Сказала и поклонилась бабам в пояс. Низко, до самой земли. То было не восстание супротив власти. То было тихое, древнее, материнское решение. Как медведица логово свое защищает — зубами порвет, а дитё не отдаст.
Бабы заголосили, но не зло, а освобожденно, словно лед треснул. Кинулись в амбары. Каждый свою квашню признал, каждый чугунок родинкой помечен. Стучит крышка своего чугуна — звук глухой, родной, ни с чем не спутаешь. Братья Лыковы стояли плечом к плечу, молчали. Поклонились миру и пошли брёвна валить на новые избы. Брёвна те были смолистые, тёплые, живые под топором, плакали янтарной слезой.
Починок распался, коммуна умерла, а люди остались жить. Лет еще сорок стояло то место. После распада тишина легла такая плотная, что слышно стало, как мышь скребётся в подполе. Свой скрип своего колодца-журавля. Вечерний зов матери: «Дитё, иди есть». Свой огонёк в своём окне, тёплый, родной, единственный. Не общая керосиновая лампа на всех, а живой свет твоей лампы. Дым из своих труб потянулся — а он домом пахнет, кислыми щами да сушеными грибами. Полынь на старых фундаментах поднялась горькая, сырая земля после дождя дышала глубоко. Ветра носили запах печи сквозь годы.
Берёзы-свидетельницы всё видели. Видели надежду, видели тяжкий труд, видели запустение. Потом молодежь подалась в район, за светом лампочки Ильича. Деревня исчезла. Тихо ушла, как уходят старые люди. Остались одни фундаменты, заросшие мать-и-мачехой.
Вы спросите, к чему я вам эту старину рассказываю? Эка невидаль — деревня сгинула. Много их по Руси легло. Да только вы пройдите мимо тех фундаментов весной. Видите, сквозь серый мох пробивается? Красный, прокопчённый временем черепок. Тот самый кирпич. Мороз его не взял, вода не размыла. Лежал он в земле пятьдесят лет, а цвет держит, горит сквозь сорняк и полынь, как уголёк памяти.
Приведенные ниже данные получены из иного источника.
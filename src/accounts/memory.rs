//! In-memory account store (non-persistent).

use super::{now_string, password, Account, AccountStore, AccountStoreError, NewAccount};
use async_trait::async_trait;
use std::collections::{BTreeMap, HashMap, HashSet};
use std::sync::Arc;
use std::time::Duration;
use tokio::sync::RwLock;

#[derive(Clone, Default)]
pub struct InMemoryAccountStore {
    accounts: Arc<RwLock<HashMap<String, Account>>>,
    attempts: Arc<RwLock<Vec<NewAccount>>>,
    profile_fields: HashSet<String>,
    exists_error: Option<AccountStoreError>,
    create_error: Option<AccountStoreError>,
    latency: Option<Duration>,
}

impl InMemoryAccountStore {
    pub fn new() -> Self {
        Self::default()
    }

    /// Accept these profile fields on creation; others are `UnknownField`.
    pub fn with_profile_fields(mut self, fields: &[&str]) -> Self {
        self.profile_fields = fields.iter().map(|f| f.to_string()).collect();
        self
    }

    /// Fail every existence check with `error`.
    pub fn failing_exists(mut self, error: AccountStoreError) -> Self {
        self.exists_error = Some(error);
        self
    }

    /// Fail every creation attempt with `error`.
    pub fn failing_creates(mut self, error: AccountStoreError) -> Self {
        self.create_error = Some(error);
        self
    }

    /// Delay every call, to exercise caller timeouts.
    pub fn with_latency(mut self, latency: Duration) -> Self {
        self.latency = Some(latency);
        self
    }

    /// Every field set passed to `create_admin`, in order.
    pub async fn attempts(&self) -> Vec<NewAccount> {
        self.attempts.read().await.clone()
    }

    pub async fn len(&self) -> usize {
        self.accounts.read().await.len()
    }

    pub async fn is_empty(&self) -> bool {
        self.accounts.read().await.is_empty()
    }

    async fn simulate_latency(&self) {
        if let Some(latency) = self.latency {
            tokio::time::sleep(latency).await;
        }
    }
}

#[async_trait]
impl AccountStore for InMemoryAccountStore {
    fn is_persistent(&self) -> bool {
        false
    }

    async fn exists(&self, username: &str) -> Result<bool, AccountStoreError> {
        self.simulate_latency().await;
        if let Some(error) = &self.exists_error {
            return Err(error.clone());
        }
        Ok(self.accounts.read().await.contains_key(username))
    }

    async fn get_account(&self, username: &str) -> Result<Option<Account>, AccountStoreError> {
        Ok(self.accounts.read().await.get(username).cloned())
    }

    async fn create_admin(&self, account: &NewAccount) -> Result<(), AccountStoreError> {
        self.attempts.write().await.push(account.clone());
        self.simulate_latency().await;

        if let Some(error) = &self.create_error {
            return Err(error.clone());
        }
        account.validate()?;
        if let Some((name, _)) = account
            .profile
            .iter()
            .find(|(name, _)| !self.profile_fields.contains(name))
        {
            return Err(AccountStoreError::UnknownField(name.clone()));
        }

        let mut accounts = self.accounts.write().await;
        if accounts.contains_key(&account.username) {
            return Err(AccountStoreError::AlreadyExists(account.username.clone()));
        }
        accounts.insert(
            account.username.clone(),
            Account {
                username: account.username.clone(),
                email: account.email.trim().to_string(),
                password_hash: password::hash_password(&account.password),
                is_superuser: true,
                is_staff: true,
                profile: account.profile.iter().cloned().collect::<BTreeMap<_, _>>(),
                created_at: now_string(),
            },
        );
        Ok(())
    }
}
Даже в тени он теплый — руку положишь, и кажется, пальцы Фёдора-младшего всё ещё чувствуют его живую глину.
Строить, милые мои, труднее, чем ломать. Ломать — оно размахнулся оглоблей, пыль пошла, сердце радуется. А строить — это каждую пылинку глины своими пальцами перетереть. От красного петуха или от новой бумажной воли всё это в прах уходит. Но сам-то труд, само тепло рук — оно никуда не девается. Оно в этой земле остается. В тумане, что пьет росу. В памяти нашей, которая, слава Богу, тоже из крепкого материала слеплена. И пока мы ту глину помним, стоит Вятка. Стоит крепко, нашенски, из-под самого корня. Аминь.